* **ASSIGNMENT**
Without omission or alteration, write out all of the data.

[Stored data]
⟨
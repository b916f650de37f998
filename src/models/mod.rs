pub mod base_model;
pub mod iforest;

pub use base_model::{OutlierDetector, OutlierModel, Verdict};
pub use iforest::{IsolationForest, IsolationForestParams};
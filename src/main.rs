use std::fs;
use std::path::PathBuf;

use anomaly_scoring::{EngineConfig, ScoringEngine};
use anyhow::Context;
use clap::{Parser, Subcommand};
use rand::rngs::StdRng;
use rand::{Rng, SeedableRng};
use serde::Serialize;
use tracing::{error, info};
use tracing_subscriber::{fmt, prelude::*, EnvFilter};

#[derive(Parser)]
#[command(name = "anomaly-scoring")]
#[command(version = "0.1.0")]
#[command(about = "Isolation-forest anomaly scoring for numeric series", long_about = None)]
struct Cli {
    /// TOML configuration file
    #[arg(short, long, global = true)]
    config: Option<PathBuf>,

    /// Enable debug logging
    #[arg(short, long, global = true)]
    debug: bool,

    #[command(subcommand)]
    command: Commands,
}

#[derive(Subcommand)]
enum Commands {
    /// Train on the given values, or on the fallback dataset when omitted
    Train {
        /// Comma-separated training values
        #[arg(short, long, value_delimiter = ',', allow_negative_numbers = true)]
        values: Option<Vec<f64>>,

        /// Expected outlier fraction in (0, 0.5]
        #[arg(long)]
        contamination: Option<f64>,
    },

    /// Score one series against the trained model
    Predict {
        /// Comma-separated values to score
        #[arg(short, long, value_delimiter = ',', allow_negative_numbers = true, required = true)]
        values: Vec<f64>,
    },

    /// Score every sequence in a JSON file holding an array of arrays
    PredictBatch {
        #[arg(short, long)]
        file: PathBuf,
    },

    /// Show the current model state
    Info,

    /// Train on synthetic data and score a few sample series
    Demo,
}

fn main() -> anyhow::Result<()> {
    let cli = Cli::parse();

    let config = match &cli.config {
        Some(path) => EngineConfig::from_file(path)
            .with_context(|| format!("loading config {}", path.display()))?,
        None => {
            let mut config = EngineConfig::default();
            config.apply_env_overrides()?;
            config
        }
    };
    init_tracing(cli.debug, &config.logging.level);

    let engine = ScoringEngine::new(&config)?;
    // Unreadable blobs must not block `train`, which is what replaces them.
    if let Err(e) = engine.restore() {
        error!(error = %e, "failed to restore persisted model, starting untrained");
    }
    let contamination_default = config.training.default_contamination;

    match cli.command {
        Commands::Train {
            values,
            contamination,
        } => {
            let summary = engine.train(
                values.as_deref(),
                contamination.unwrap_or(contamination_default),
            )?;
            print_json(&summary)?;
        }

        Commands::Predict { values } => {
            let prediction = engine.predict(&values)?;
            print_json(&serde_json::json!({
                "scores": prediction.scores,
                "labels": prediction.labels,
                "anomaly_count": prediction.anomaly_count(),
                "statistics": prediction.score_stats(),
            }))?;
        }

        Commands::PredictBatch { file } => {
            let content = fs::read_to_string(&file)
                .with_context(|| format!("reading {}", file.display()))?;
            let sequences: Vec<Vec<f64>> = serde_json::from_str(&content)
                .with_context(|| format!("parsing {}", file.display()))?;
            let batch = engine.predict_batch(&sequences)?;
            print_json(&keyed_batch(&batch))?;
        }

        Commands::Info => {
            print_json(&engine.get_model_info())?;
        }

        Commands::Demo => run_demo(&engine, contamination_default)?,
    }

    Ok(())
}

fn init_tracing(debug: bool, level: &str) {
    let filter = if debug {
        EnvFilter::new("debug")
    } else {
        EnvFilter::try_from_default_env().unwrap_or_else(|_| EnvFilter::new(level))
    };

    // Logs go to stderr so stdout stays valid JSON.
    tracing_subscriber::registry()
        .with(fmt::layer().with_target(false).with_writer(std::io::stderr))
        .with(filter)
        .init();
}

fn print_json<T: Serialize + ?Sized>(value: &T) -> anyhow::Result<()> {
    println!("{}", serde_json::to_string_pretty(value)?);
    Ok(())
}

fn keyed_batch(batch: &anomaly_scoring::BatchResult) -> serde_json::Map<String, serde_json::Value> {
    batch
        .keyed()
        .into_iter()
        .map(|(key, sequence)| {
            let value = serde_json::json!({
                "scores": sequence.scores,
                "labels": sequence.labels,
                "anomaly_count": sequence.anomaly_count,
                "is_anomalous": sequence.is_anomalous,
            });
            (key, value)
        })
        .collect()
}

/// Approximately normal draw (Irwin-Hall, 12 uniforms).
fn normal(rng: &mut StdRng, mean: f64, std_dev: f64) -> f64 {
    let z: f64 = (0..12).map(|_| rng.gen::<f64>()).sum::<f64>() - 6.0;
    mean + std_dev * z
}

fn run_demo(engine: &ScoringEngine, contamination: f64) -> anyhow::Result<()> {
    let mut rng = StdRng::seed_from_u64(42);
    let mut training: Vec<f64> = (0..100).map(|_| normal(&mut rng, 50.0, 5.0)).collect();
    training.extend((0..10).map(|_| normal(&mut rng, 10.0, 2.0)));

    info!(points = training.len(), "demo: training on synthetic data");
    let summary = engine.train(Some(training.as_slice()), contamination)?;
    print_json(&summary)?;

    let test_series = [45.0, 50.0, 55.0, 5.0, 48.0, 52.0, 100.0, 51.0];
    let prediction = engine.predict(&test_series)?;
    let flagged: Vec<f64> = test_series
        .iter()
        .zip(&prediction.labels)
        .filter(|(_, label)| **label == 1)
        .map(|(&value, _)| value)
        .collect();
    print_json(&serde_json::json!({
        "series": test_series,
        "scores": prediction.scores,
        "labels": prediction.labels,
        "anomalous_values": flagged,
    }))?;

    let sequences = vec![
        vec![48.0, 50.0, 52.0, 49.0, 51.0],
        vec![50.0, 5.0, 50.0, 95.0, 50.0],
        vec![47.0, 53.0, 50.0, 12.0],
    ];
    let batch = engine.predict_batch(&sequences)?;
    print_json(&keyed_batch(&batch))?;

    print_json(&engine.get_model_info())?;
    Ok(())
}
⟩
* **COMPLETED EXERCISE**
repository b916f650de37f998
filename src/models/mod.rs
pub mod base_model;
pub mod iforest;

pub use base_model::{OutlierDetector, OutlierModel, Verdict};
pub use iforest::{IsolationForest, IsolationForestParams};
filename src/main.rs
use std::fs;
use std::path::PathBuf;

use anomaly_scoring::{EngineConfig, ScoringEngine};
use anyhow::Context;
use clap::{Parser, Subcommand};
use rand::rngs::StdRng;
use rand::{Rng, SeedableRng};
use serde::Serialize;
use tracing::{error, info};
use tracing_subscriber::{fmt, prelude::*, EnvFilter};

#[derive(Parser)]
#[command(name = "anomaly-scoring")]
#[command(version = "0.1.0")]
#[command(about = "Isolation-forest anomaly scoring for numeric series", long_about = None)]
struct Cli {
    /// TOML configuration file
    #[arg(short, long, global = true)]
    config: Option<PathBuf>,

    /// Enable debug logging
    #[arg(short, long, global = true)]
    debug: bool,

    #[command(subcommand)]
    command: Commands,
}

#[derive(Subcommand)]
enum Commands {
    /// Train on the given values, or on the fallback dataset when omitted
    Train {
        /// Comma-separated training values
        #[arg(short, long, value_delimiter = ',', allow_negative_numbers = true)]
        values: Option<Vec<f64>>,

        /// Expected outlier fraction in (0, 0.5]
        #[arg(long)]
        contamination: Option<f64>,
    },

    /// Score one series against the trained model
    Predict {
        /// Comma-separated values to score
        #[arg(short, long, value_delimiter = ',', allow_negative_numbers = true, required = true)]
        values: Vec<f64>,
    },

    /// Score every sequence in a JSON file holding an array of arrays
    PredictBatch {
        #[arg(short, long)]
        file: PathBuf,
    },

    /// Show the current model state
    Info,

    /// Train on synthetic data and score a few sample series
    Demo,
}

fn main() -> anyhow::Result<()> {
    let cli = Cli::parse();

    let config = match &cli.config {
        Some(path) => EngineConfig::from_file(path)
            .with_context(|| format!("loading config {}", path.display()))?,
        None => {
            let mut config = EngineConfig::default();
            config.apply_env_overrides()?;
            config
        }
    };
    init_tracing(cli.debug, &config.logging.level);

    let engine = ScoringEngine::new(&config)?;
    // Unreadable blobs must not block `train`, which is what replaces them.
    if let Err(e) = engine.restore() {
        error!(error = %e, "failed to restore persisted model, starting untrained");
    }
    let contamination_default = config.training.default_contamination;

    match cli.command {
        Commands::Train {
            values,
            contamination,
        } => {
            let summary = engine.train(
                values.as_deref(),
                contamination.unwrap_or(contamination_default),
            )?;
            print_json(&summary)?;
        }

        Commands::Predict { values } => {
            let prediction = engine.predict(&values)?;
            print_json(&serde_json::json!({
                "scores": prediction.scores,
                "labels": prediction.labels,
                "anomaly_count": prediction.anomaly_count(),
                "statistics": prediction.score_stats(),
            }))?;
        }

        Commands::PredictBatch { file } => {
            let content = fs::read_to_string(&file)
                .with_context(|| format!("reading {}", file.display()))?;
            let sequences: Vec<Vec<f64>> = serde_json::from_str(&content)
                .with_context(|| format!("parsing {}", file.display()))?;
            let batch = engine.predict_batch(&sequences)?;
            print_json(&keyed_batch(&batch))?;
        }

        Commands::Info => {
            print_json(&engine.get_model_info())?;
        }

        Commands::Demo => run_demo(&engine, contamination_default)?,
    }

    Ok(())
}

fn init_tracing(debug: bool, level: &str) {
    let filter = if debug {
        EnvFilter::new("debug")
    } else {
        EnvFilter::try_from_default_env().unwrap_or_else(|_| EnvFilter::new(level))
    };

    // Logs go to stderr so stdout stays valid JSON.
    tracing_subscriber::registry()
        .with(fmt::layer().with_target(false).with_writer(std::io::stderr))
        .with(filter)
        .init();
}

fn print_json<T: Serialize + ?Sized>(value: &T) -> anyhow::Result<()> {
    println!("{}", serde_json::to_string_pretty(value)?);
    Ok(())
}

fn keyed_batch(batch: &anomaly_scoring::BatchResult) -> serde_json::Map<String, serde_json::Value> {
    batch
        .keyed()
        .into_iter()
        .map(|(key, sequence)| {
            let value = serde_json::json!({
                "scores": sequence.scores,
                "labels": sequence.labels,
                "anomaly_count": sequence.anomaly_count,
                "is_anomalous": sequence.is_anomalous,
            });
            (key, value)
        })
        .collect()
}

/// Approximately normal draw (Irwin-Hall, 12 uniforms).
fn normal(rng: &mut StdRng, mean: f64, std_dev: f64) -> f64 {
    let z: f64 = (0..12).map(|_| rng.gen::<f64>()).sum::<f64>() - 6.0;
    mean + std_dev * z
}

fn run_demo(engine: &ScoringEngine, contamination: f64) -> anyhow::Result<()> {
    let mut rng = StdRng::seed_from_u64(42);
    let mut training: Vec<f64> = (0..100).map(|_| normal(&mut rng, 50.0, 5.0)).collect();
    training.extend((0..10).map(|_| normal(&mut rng, 10.0, 2.0)));

    info!(points = training.len(), "demo: training on synthetic data");
    let summary = engine.train(Some(training.as_slice()), contamination)?;
    print_json(&summary)?;

    let test_series = [45.0, 50.0, 55.0, 5.0, 48.0, 52.0, 100.0, 51.0];
    let prediction = engine.predict(&test_series)?;
    let flagged: Vec<f64> = test_series
        .iter()
        .zip(&prediction.labels)
        .filter(|(_, label)| **label == 1)
        .map(|(&value, _)| value)
        .collect();
    print_json(&serde_json::json!({
        "series": test_series,
        "scores": prediction.scores,
        "labels": prediction.labels,
        "anomalous_values": flagged,
    }))?;

    let sequences = vec![
        vec![48.0, 50.0, 52.0, 49.0, 51.0],
        vec![50.0, 5.0, 50.0, 95.0, 50.0],
        vec![47.0, 53.0, 50.0, 12.0],
    ];
    let batch = engine.predict_batch(&sequences)?;
    print_json(&keyed_batch(&batch))?;

    print_json(&engine.get_model_info())?;
    Ok(())
}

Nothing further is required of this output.